As Justice Alito thoroughly explained, the holding in Wong Kim Ark was explicitly limited to children whose non-citizen parents had established a “permanent domicil and residence” in the United States.
Because the legal category “lawful permanent resident” did not exist in 1898, Wong’s parents were considered “lawfully domiciled” in the U.S. under common law because there was no statute making their presence unlawful. Additionally, being Chinese, they could not apply for naturalization.
They had done, as Justice Alito stated, “everything within their power to express their desire and intent to become Americans.” As such, they were fully part of the national community to the extent that the law allowed at the time.
The real-world consequences of this decision represent nothing short of an existential threat to our national sovereignty.
The promise of American citizenship remains a massive incentive for illegal immigration, while the subversive ‘birth tourism’ industry will continue to profit openly from the Court’s refusal to defend the nation.
In 2023 alone, mothers who were unauthorized immigrants or held only temporary legal status accounted for an astounding 320,000 births in the United States, representing nine percent of all U.S. births. If the restrictions of President Trump’s executive order had been properly upheld, roughly 260,000 of those children would not have qualified for automatic citizenship.
Even more alarming is the strategic weaponization of this loophole by adversarial nations such as China. As Peter Schweizer has documented in his book, The Invisible Coup, we are currently facing what he terms “civilizational warfare”.

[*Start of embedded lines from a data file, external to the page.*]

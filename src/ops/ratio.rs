//! Embedding losses built on per-source cluster means.
//!
//! Every bin embedding is L2-normalized and assigned to a source; the mean
//! of each source's embeddings is its cluster center. The losses compare the
//! spread inside clusters with the spread between them.

use burn::tensor::{Tensor, backend::Backend};
use serde::{Deserialize, Serialize};

use super::embedding::{NORM_EPSILON, check_prefix, l2_normalize, values_per_bin};
use super::output::LossOutput;
use super::sequence::valid_bin_weights;
use crate::errors::{Result, SeparationError};

/// Added to competitor distances in the closest-mean ratios when no
/// epsilon is configured.
pub const DEFAULT_CLOSEST_EPSILON: f64 = 0.2;

/// Utterances whose smallest cluster holds fewer members than this score 1.0.
const MIN_CLUSTER_MEMBERS: f64 = 1.1;

/// Mask value that removes a bin's own cluster from a min over clusters.
const OWN_CLUSTER_OFFSET: f64 = 1e20;

/// What a bin's distance to its own mean is divided by.
#[derive(Debug, Clone, Copy, PartialEq, Serialize, Deserialize)]
#[serde(rename_all = "snake_case")]
pub enum CompetitorDistance {
    /// Sum of the distances to every other cluster mean.
    AllOthers,
    /// Distance to the closest other cluster mean.
    Closest,
    /// Distance to the closest other mean plus a fixed margin.
    EpsilonClosest { epsilon: f64 },
}

/// Masked embeddings, masked assignments and cluster means.
struct Clusters<B: Backend> {
    /// `[batch, bins, emb]`, unit rows for valid bins, zero elsewhere.
    embeddings: Tensor<B, 3>,
    /// `[batch, bins, nrS]`
    assignments: Tensor<B, 3>,
    /// `[batch, bins]`
    weights: Tensor<B, 2>,
    /// `[batch, nrS, 1]`, member count plus epsilon.
    counts: Tensor<B, 3>,
    /// `[batch, nrS, emb]`
    means: Tensor<B, 3>,
}

impl<B: Backend> Clusters<B> {
    fn new(
        targets: Tensor<B, 3>,
        logits: Tensor<B, 3>,
        usedbins: Tensor<B, 3>,
        seq_length: &[usize],
        binarize: bool,
    ) -> Result<Self> {
        let [batch_size, max_time, feat_dim] = usedbins.dims();
        check_prefix("binary targets", &targets.dims(), batch_size, max_time)?;
        check_prefix("embedding logits", &logits.dims(), batch_size, max_time)?;
        let num_sources = values_per_bin(targets.dims()[2], feat_dim, "binary targets")?;
        let emb_dim = values_per_bin(logits.dims()[2], feat_dim, "embedding logits")?;
        let bins = max_time * feat_dim;

        let mut weights = valid_bin_weights(usedbins, seq_length)?.reshape([batch_size, bins]);
        if binarize {
            weights = weights.greater_elem(0.0).float();
        }
        let present = weights
            .clone()
            .greater_elem(0.0)
            .float()
            .reshape([batch_size, bins, 1]);

        let embeddings = l2_normalize(logits.reshape([batch_size, bins, emb_dim]), 2)
            * present.expand([batch_size, bins, emb_dim]);
        let assignments = targets.reshape([batch_size, bins, num_sources])
            * weights
                .clone()
                .reshape([batch_size, bins, 1])
                .expand([batch_size, bins, num_sources]);

        let counts = assignments
            .clone()
            .sum_dim(1)
            .reshape([batch_size, num_sources, 1])
            .add_scalar(NORM_EPSILON);
        let means = assignments.clone().swap_dims(1, 2).matmul(embeddings.clone())
            / counts.clone().expand([batch_size, num_sources, emb_dim]);

        Ok(Self {
            embeddings,
            assignments,
            weights,
            counts,
            means,
        })
    }

    /// Squared distance of every bin embedding to every cluster mean,
    /// `[batch, bins, nrS]`.
    fn mean_distances(&self) -> Tensor<B, 3> {
        let [batch_size, bins, emb_dim] = self.embeddings.dims();
        let num_sources = self.means.dims()[1];
        let shape = [batch_size, bins, num_sources, emb_dim];

        let embeddings = self
            .embeddings
            .clone()
            .reshape([batch_size, bins, 1, emb_dim])
            .expand(shape);
        let means = self
            .means
            .clone()
            .reshape([batch_size, 1, num_sources, emb_dim])
            .expand(shape);

        (embeddings - means)
            .powf_scalar(2.0)
            .sum_dim(3)
            .reshape([batch_size, bins, num_sources])
    }
}

/// Mean intra-cluster variance over the variance between cluster means.
///
/// One value per utterance; an utterance in which some source has at most
/// one valid bin scores exactly `1.0`. Utterances without any valid bin are
/// left out of both the loss and the normalizer, which counts the remaining
/// utterances.
pub fn intravar2centervar_rat_loss<B: Backend>(
    targets: Tensor<B, 3>,
    logits: Tensor<B, 3>,
    usedbins: Tensor<B, 3>,
    seq_length: &[usize],
) -> Result<LossOutput<B>> {
    let clusters = Clusters::new(targets, logits, usedbins, seq_length, true)?;
    let [batch_size, bins, emb_dim] = clusters.embeddings.dims();
    let num_sources = clusters.means.dims()[1];

    let own_mean = clusters.assignments.clone().matmul(clusters.means.clone());
    let deviation = (clusters.embeddings.clone() - own_mean)
        .powf_scalar(2.0)
        .sum_dim(2);
    let intra = (clusters.assignments.clone().swap_dims(1, 2).matmul(deviation)
        / clusters.counts.clone())
    .mean_dim(1)
    .reshape([batch_size]);

    let center = clusters.means.clone().mean_dim(1);
    let inter = (clusters.means.clone() - center.expand([batch_size, num_sources, emb_dim]))
        .powf_scalar(2.0)
        .mean_dim(1)
        .sum_dim(2)
        .reshape([batch_size])
        .add_scalar(NORM_EPSILON);

    let smallest = clusters.counts.min_dim(1).reshape([batch_size]);
    let ratio = (intra / inter).mask_fill(smallest.lower_elem(MIN_CLUSTER_MEMBERS), 1.0);

    let active = clusters
        .weights
        .sum_dim(1)
        .reshape([batch_size])
        .greater_elem(0.0)
        .float();
    log::trace!("intravar2centervar over {batch_size} utterances of {bins} bins");

    Ok(LossOutput::new((ratio * active.clone()).sum(), active.sum()))
}

/// Ratio of each bin's squared distance to its own cluster mean over its
/// distance to the competing means, summed over valid bins.
///
/// `rat_power` raises every ratio to that power. With `fracbins`
/// `[batch, time, feat]` each ratio is weighted by it and the normalizer is
/// `sum(fracbins * usedbins)`; otherwise it is `sum(usedbins)` over valid
/// frames.
pub fn dist2mean_ratio_loss<B: Backend>(
    targets: Tensor<B, 3>,
    logits: Tensor<B, 3>,
    usedbins: Tensor<B, 3>,
    seq_length: &[usize],
    competitor: CompetitorDistance,
    rat_power: f64,
    fracbins: Option<Tensor<B, 3>>,
) -> Result<LossOutput<B>> {
    let bin_dims = usedbins.dims();
    if let Some(fracbins) = &fracbins {
        if fracbins.dims() != bin_dims {
            return Err(SeparationError::shape(
                "fracbins",
                format!("{bin_dims:?}"),
                format!("{:?}", fracbins.dims()),
            ));
        }
    }

    let clusters = Clusters::new(targets, logits, usedbins, seq_length, false)?;
    let [batch_size, bins, _] = clusters.embeddings.dims();
    let distances = clusters.mean_distances();
    let assignments = clusters.assignments;

    let own = (distances.clone() * assignments.clone()).sum_dim(2);
    let others = match competitor {
        CompetitorDistance::AllOthers => (distances * assignments.neg().add_scalar(1.0))
            .sum_dim(2)
            .add_scalar(NORM_EPSILON),
        CompetitorDistance::Closest => (distances + assignments * OWN_CLUSTER_OFFSET)
            .min_dim(2)
            .add_scalar(NORM_EPSILON),
        CompetitorDistance::EpsilonClosest { epsilon } => (distances
            + assignments * OWN_CLUSTER_OFFSET)
            .min_dim(2)
            .add_scalar(epsilon),
    };

    let weights = clusters.weights;
    let mut ratio = (own / others).reshape([batch_size, bins]);
    if rat_power != 1.0 {
        // zero ratios (padding, lone cluster members) have no finite
        // derivative under a fractional power
        ratio = ratio.clamp_min(NORM_EPSILON).powf_scalar(rat_power);
    }
    let ratio = ratio * weights.clone();

    let (loss, norm) = match fracbins {
        Some(fracbins) => {
            let active = fracbins.reshape([batch_size, bins]) * weights;
            ((ratio * active.clone()).sum(), active.sum())
        }
        None => (ratio.sum(), weights.sum()),
    };
    Ok(LossOutput::new(loss, norm))
}

/// [`dist2mean_ratio_loss`] against the sum of distances to all other means.
pub fn dist2mean_rat_loss<B: Backend>(
    targets: Tensor<B, 3>,
    logits: Tensor<B, 3>,
    usedbins: Tensor<B, 3>,
    seq_length: &[usize],
    rat_power: f64,
    fracbins: Option<Tensor<B, 3>>,
) -> Result<LossOutput<B>> {
    dist2mean_ratio_loss(
        targets,
        logits,
        usedbins,
        seq_length,
        CompetitorDistance::AllOthers,
        rat_power,
        fracbins,
    )
}

/// [`dist2mean_ratio_loss`] against the closest other mean.
pub fn dist2mean_closest_rat_loss<B: Backend>(
    targets: Tensor<B, 3>,
    logits: Tensor<B, 3>,
    usedbins: Tensor<B, 3>,
    seq_length: &[usize],
    rat_power: f64,
    fracbins: Option<Tensor<B, 3>>,
) -> Result<LossOutput<B>> {
    dist2mean_ratio_loss(
        targets,
        logits,
        usedbins,
        seq_length,
        CompetitorDistance::Closest,
        rat_power,
        fracbins,
    )
}

/// [`dist2mean_ratio_loss`] against the closest other mean plus `epsilon`.
pub fn dist2mean_epsilon_closest_rat_loss<B: Backend>(
    targets: Tensor<B, 3>,
    logits: Tensor<B, 3>,
    usedbins: Tensor<B, 3>,
    seq_length: &[usize],
    rat_power: f64,
    fracbins: Option<Tensor<B, 3>>,
    epsilon: f64,
) -> Result<LossOutput<B>> {
    dist2mean_ratio_loss(
        targets,
        logits,
        usedbins,
        seq_length,
        CompetitorDistance::EpsilonClosest { epsilon },
        rat_power,
        fracbins,
    )
}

Wealthy Chinese nationals, sometimes with ties to the Chinese Communist Party, exploit visa loopholes in U.S. territories like Saipan, turning them into tropical maternity wards.
A sophisticated industry charging upwards of $45,000 coaches these birth tourists on how to deceive customs officials so they can deliver their children on American soil and instantly secure a U.S. passport.
In some horrifying instances, this pipeline has shifted into the literal manufacturing of citizens through commercial surrogacy pipelines, viewed by adversarial elites as a cold, strategic acquisition of ‘American’ citizens.
The result is the creation of what Schweizer calls a “Manchurian Generation”.
There are an estimated 750,000 to 1.5 million of these “American citizens” currently being raised and indoctrinated in mainland China, taught to hate America and Western Civilization as a whole.
As Justice Alito warned, this ruling continues to allow a person whose only connection to this country is a brief stay on American soil at birth to travel the world on a U.S. passport, enter our country freely, vote in our elections, run for political office, and retain citizenship even if they harbor deep hatred for America or actively plot to harm it.
If an adversarial government can effectively manufacture U.S. citizens at will through birth tourism, then birthright citizenship needs to be seen as the massive national security threat that it is.
The American Revolution itself was premised on the idea that governments derive just powers from the consent of the governed, which means citizenship and government must be considered a two-way relationship.
True citizenship requires mutual political consent between the individual and the sovereign nation. Without it, a person may be physically present on our soil, but they unequivocally remain legally and philosophically outside our political community.
As Justice Alito pointed out, while Congress holds the power to confer citizenship on others by statute, the Constitution itself does not mandate the degradation of American citizenship for everyone who happens to cross our borders.
Birthright citizenship was never intended to serve as a constitutional loophole for trespassers, temporary tourists, or hostile foreign powers.
American citizenship is a priceless inheritance, not a cheap commodity to be harvested by those who wish us harm.
No sovereign nation can survive if it abandons the right to decide who belongs to its national family.